> **TASK DESCRIPTION**: Take the material below and reproduce, word for word, only the lines from the line with "filename src/logging.rs" through the line with "pub fn init_stderr_logging()".

> **DATA FOR THIS EXERCISE**:
BEGIN

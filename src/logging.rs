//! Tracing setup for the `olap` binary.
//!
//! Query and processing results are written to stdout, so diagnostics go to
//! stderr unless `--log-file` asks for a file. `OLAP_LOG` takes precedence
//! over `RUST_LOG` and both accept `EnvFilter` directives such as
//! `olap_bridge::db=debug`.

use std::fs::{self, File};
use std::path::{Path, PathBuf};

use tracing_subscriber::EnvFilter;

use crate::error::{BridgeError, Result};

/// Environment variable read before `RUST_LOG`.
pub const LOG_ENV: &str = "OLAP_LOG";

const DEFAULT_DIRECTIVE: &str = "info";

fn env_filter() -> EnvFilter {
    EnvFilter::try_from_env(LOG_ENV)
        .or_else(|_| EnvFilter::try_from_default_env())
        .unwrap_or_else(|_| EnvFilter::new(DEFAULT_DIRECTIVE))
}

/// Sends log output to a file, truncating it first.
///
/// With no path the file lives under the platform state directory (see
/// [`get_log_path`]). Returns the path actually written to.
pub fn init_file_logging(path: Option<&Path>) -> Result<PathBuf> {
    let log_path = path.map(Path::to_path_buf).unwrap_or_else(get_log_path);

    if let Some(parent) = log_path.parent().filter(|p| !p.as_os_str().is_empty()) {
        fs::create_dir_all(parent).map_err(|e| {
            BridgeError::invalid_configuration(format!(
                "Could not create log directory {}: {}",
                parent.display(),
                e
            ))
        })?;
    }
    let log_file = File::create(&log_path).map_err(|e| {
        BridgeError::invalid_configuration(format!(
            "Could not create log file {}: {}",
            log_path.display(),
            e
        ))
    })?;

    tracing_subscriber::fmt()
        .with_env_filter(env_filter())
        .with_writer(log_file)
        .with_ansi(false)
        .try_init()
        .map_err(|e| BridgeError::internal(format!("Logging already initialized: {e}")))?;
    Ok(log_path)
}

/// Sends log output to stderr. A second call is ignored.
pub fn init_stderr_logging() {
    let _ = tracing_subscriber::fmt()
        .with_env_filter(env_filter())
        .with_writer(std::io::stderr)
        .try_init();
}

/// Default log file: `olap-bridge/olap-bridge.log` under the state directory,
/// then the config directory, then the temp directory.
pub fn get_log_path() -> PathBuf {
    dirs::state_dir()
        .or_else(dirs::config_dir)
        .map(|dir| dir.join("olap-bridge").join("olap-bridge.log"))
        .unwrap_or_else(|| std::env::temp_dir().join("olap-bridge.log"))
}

END
BEGIN

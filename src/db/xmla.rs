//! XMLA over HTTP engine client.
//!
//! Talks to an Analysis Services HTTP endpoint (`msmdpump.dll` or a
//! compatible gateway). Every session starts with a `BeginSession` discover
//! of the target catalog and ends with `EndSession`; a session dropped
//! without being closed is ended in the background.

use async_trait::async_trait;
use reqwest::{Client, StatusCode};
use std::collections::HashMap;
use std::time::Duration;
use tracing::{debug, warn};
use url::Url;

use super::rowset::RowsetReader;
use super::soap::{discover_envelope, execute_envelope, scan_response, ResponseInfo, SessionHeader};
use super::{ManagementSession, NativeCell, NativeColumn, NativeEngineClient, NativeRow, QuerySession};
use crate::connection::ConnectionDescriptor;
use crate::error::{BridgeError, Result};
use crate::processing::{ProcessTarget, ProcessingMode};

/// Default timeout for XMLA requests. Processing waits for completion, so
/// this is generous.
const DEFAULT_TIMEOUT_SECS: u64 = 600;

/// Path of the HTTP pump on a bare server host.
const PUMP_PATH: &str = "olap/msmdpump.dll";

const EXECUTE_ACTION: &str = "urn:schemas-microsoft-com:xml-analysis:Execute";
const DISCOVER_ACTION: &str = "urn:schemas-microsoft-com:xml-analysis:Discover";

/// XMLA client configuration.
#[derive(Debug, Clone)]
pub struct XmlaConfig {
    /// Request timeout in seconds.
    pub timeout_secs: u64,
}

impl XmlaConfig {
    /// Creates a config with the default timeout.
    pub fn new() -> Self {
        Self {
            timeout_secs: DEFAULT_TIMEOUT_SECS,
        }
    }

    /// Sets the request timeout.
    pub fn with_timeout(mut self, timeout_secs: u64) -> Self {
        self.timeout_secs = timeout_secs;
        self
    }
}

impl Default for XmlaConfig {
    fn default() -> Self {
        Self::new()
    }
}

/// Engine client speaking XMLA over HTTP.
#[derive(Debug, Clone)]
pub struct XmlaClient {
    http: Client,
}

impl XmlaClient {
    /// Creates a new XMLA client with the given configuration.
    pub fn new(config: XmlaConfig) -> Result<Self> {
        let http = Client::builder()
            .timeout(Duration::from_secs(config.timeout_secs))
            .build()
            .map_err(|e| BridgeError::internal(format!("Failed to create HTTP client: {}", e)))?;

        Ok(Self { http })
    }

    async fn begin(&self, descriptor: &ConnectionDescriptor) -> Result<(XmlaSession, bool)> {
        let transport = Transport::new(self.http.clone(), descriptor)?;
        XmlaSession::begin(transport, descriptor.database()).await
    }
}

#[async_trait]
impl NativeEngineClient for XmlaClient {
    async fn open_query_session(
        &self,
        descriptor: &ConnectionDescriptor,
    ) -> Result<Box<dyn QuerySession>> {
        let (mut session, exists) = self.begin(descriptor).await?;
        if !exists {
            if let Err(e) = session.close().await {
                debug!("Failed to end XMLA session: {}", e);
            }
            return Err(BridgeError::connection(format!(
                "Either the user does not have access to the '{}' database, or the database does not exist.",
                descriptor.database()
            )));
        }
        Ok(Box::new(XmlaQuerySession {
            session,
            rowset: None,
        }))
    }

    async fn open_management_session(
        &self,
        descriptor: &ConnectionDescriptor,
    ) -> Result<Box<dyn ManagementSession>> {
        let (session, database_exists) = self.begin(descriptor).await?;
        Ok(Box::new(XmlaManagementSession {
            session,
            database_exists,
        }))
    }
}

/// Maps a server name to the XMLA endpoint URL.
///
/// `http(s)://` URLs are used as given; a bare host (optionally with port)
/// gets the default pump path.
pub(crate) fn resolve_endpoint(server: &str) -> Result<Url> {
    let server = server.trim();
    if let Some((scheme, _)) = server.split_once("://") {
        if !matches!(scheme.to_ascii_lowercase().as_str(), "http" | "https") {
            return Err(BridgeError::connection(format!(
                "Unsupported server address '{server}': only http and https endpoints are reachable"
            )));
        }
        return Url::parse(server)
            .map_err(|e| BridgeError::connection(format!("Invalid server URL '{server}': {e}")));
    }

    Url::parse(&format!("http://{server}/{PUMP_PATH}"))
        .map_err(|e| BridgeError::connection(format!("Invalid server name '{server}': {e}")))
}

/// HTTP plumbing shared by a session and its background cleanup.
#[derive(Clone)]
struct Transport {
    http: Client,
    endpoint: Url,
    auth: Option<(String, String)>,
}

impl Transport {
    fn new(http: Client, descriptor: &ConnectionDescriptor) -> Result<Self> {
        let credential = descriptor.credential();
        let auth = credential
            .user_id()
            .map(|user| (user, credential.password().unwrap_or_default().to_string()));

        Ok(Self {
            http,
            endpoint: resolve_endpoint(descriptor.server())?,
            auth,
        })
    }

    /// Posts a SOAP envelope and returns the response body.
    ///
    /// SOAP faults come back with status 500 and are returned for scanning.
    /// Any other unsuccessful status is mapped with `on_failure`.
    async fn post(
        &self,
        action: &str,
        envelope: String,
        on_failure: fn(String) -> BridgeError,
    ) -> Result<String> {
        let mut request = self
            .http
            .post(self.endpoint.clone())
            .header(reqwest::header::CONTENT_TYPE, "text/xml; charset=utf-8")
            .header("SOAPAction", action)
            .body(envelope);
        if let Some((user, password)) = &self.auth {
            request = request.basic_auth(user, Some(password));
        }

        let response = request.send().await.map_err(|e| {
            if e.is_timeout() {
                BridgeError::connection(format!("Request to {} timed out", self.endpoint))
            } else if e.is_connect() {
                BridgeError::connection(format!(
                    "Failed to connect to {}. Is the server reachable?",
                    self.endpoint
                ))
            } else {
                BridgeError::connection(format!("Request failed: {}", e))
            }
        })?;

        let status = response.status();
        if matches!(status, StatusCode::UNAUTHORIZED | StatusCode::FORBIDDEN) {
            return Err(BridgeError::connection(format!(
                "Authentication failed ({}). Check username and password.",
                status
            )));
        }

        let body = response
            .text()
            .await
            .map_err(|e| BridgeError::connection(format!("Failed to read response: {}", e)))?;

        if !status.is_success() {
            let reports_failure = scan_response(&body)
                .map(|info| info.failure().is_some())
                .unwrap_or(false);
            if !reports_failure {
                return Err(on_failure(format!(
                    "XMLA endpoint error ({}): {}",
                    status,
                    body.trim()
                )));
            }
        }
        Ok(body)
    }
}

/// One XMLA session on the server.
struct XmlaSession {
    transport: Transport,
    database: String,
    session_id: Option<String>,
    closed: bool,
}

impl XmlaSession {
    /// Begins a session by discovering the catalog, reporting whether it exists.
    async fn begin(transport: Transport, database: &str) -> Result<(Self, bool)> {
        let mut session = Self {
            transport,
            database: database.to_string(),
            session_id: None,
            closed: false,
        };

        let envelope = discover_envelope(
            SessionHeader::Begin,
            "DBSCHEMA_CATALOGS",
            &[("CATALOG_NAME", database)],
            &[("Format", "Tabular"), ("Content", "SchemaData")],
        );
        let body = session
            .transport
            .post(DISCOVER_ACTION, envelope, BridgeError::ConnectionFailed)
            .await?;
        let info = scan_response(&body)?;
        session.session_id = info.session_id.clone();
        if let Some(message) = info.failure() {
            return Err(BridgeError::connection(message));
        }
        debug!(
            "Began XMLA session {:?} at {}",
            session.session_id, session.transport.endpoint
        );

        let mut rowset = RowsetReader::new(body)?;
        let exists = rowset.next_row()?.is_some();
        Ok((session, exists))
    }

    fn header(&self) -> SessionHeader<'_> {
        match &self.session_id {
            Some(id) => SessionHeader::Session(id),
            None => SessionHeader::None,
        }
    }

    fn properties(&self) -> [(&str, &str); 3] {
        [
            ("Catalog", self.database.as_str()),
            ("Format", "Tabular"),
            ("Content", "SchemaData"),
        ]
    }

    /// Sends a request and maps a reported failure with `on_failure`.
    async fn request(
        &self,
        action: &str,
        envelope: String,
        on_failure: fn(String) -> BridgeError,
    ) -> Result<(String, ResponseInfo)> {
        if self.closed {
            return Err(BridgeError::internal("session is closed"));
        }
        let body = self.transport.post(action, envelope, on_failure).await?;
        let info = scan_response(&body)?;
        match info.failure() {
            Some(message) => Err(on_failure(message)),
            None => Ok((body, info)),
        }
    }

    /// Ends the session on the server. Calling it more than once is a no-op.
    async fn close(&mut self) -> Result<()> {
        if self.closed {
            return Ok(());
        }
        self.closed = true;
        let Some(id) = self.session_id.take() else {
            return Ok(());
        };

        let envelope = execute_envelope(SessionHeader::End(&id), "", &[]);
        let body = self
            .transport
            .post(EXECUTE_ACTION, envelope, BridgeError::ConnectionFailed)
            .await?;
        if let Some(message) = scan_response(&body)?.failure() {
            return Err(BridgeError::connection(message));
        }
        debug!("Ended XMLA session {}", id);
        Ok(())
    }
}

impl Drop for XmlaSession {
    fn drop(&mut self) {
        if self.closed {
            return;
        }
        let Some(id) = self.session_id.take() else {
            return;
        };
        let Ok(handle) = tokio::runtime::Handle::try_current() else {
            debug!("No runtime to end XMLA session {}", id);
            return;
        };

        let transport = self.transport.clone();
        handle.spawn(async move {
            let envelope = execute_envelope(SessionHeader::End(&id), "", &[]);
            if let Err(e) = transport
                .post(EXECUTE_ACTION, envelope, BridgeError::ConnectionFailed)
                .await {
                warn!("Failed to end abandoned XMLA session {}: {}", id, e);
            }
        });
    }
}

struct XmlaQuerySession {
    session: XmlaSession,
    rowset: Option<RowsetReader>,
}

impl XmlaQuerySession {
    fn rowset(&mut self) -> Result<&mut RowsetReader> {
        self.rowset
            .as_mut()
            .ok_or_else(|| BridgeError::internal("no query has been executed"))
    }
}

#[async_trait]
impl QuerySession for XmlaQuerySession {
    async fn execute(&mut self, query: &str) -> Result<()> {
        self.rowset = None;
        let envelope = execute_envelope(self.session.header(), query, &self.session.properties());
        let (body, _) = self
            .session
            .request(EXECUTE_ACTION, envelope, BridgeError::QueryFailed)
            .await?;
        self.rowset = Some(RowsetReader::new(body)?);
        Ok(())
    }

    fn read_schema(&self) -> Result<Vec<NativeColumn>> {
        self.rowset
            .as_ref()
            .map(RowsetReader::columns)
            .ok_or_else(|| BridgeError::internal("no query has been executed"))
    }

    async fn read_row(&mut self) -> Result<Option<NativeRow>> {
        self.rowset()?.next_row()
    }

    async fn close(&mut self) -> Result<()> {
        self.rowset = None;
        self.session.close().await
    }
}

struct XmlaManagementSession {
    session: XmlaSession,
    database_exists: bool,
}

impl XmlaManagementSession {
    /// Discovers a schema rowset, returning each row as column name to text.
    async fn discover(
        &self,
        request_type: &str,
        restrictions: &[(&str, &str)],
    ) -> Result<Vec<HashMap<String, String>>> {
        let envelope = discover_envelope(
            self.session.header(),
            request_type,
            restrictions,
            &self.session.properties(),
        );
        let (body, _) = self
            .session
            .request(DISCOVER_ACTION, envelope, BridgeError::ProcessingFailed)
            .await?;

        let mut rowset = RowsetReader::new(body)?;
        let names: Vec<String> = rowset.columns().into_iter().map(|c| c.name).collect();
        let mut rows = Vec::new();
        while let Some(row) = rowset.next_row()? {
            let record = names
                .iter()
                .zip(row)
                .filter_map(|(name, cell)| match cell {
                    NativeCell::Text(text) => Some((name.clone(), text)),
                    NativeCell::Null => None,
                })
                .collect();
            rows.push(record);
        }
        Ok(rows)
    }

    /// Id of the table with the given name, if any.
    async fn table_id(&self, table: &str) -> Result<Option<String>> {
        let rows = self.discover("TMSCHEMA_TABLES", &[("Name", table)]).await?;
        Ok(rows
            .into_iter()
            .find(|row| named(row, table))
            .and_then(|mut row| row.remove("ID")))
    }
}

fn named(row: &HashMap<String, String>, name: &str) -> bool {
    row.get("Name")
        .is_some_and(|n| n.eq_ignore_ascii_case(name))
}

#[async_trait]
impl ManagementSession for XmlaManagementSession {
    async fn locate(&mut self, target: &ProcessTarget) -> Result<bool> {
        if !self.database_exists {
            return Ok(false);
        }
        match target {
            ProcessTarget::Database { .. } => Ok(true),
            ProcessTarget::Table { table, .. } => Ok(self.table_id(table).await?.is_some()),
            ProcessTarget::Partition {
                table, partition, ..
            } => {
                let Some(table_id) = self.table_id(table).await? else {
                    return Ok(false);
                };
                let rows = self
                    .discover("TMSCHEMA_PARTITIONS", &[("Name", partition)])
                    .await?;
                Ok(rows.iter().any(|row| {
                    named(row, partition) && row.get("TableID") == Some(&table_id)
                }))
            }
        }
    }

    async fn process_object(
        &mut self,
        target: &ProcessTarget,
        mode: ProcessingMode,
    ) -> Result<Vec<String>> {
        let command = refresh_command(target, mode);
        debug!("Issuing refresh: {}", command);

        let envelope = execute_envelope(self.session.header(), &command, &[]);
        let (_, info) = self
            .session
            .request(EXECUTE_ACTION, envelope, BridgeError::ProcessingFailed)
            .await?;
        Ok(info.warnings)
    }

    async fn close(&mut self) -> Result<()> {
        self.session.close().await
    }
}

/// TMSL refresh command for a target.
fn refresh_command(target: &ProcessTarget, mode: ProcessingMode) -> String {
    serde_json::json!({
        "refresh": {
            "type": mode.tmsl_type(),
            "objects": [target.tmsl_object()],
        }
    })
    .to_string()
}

END

> **SOLUTION TO THIS EXERCISE**:
filename src/logging.rs
//! Tracing setup for the `olap` binary.
//!
//! Query and processing results are written to stdout, so diagnostics go to
//! stderr unless `--log-file` asks for a file. `OLAP_LOG` takes precedence
//! over `RUST_LOG` and both accept `EnvFilter` directives such as
//! `olap_bridge::db=debug`.

use std::fs::{self, File};
use std::path::{Path, PathBuf};

use tracing_subscriber::EnvFilter;

use crate::error::{BridgeError, Result};

/// Environment variable read before `RUST_LOG`.
pub const LOG_ENV: &str = "OLAP_LOG";

const DEFAULT_DIRECTIVE: &str = "info";

fn env_filter() -> EnvFilter {
    EnvFilter::try_from_env(LOG_ENV)
        .or_else(|_| EnvFilter::try_from_default_env())
        .unwrap_or_else(|_| EnvFilter::new(DEFAULT_DIRECTIVE))
}

/// Sends log output to a file, truncating it first.
///
/// With no path the file lives under the platform state directory (see
/// [`get_log_path`]). Returns the path actually written to.
pub fn init_file_logging(path: Option<&Path>) -> Result<PathBuf> {
    let log_path = path.map(Path::to_path_buf).unwrap_or_else(get_log_path);

    if let Some(parent) = log_path.parent().filter(|p| !p.as_os_str().is_empty()) {
        fs::create_dir_all(parent).map_err(|e| {
            BridgeError::invalid_configuration(format!(
                "Could not create log directory {}: {}",
                parent.display(),
                e
            ))
        })?;
    }
    let log_file = File::create(&log_path).map_err(|e| {
        BridgeError::invalid_configuration(format!(
            "Could not create log file {}: {}",
            log_path.display(),
            e
        ))
    })?;

    tracing_subscriber::fmt()
        .with_env_filter(env_filter())
        .with_writer(log_file)
        .with_ansi(false)
        .try_init()
        .map_err(|e| BridgeError::internal(format!("Logging already initialized: {e}")))?;
    Ok(log_path)
}

/// Sends log output to stderr. A second call is ignored.
pub fn init_stderr_logging() {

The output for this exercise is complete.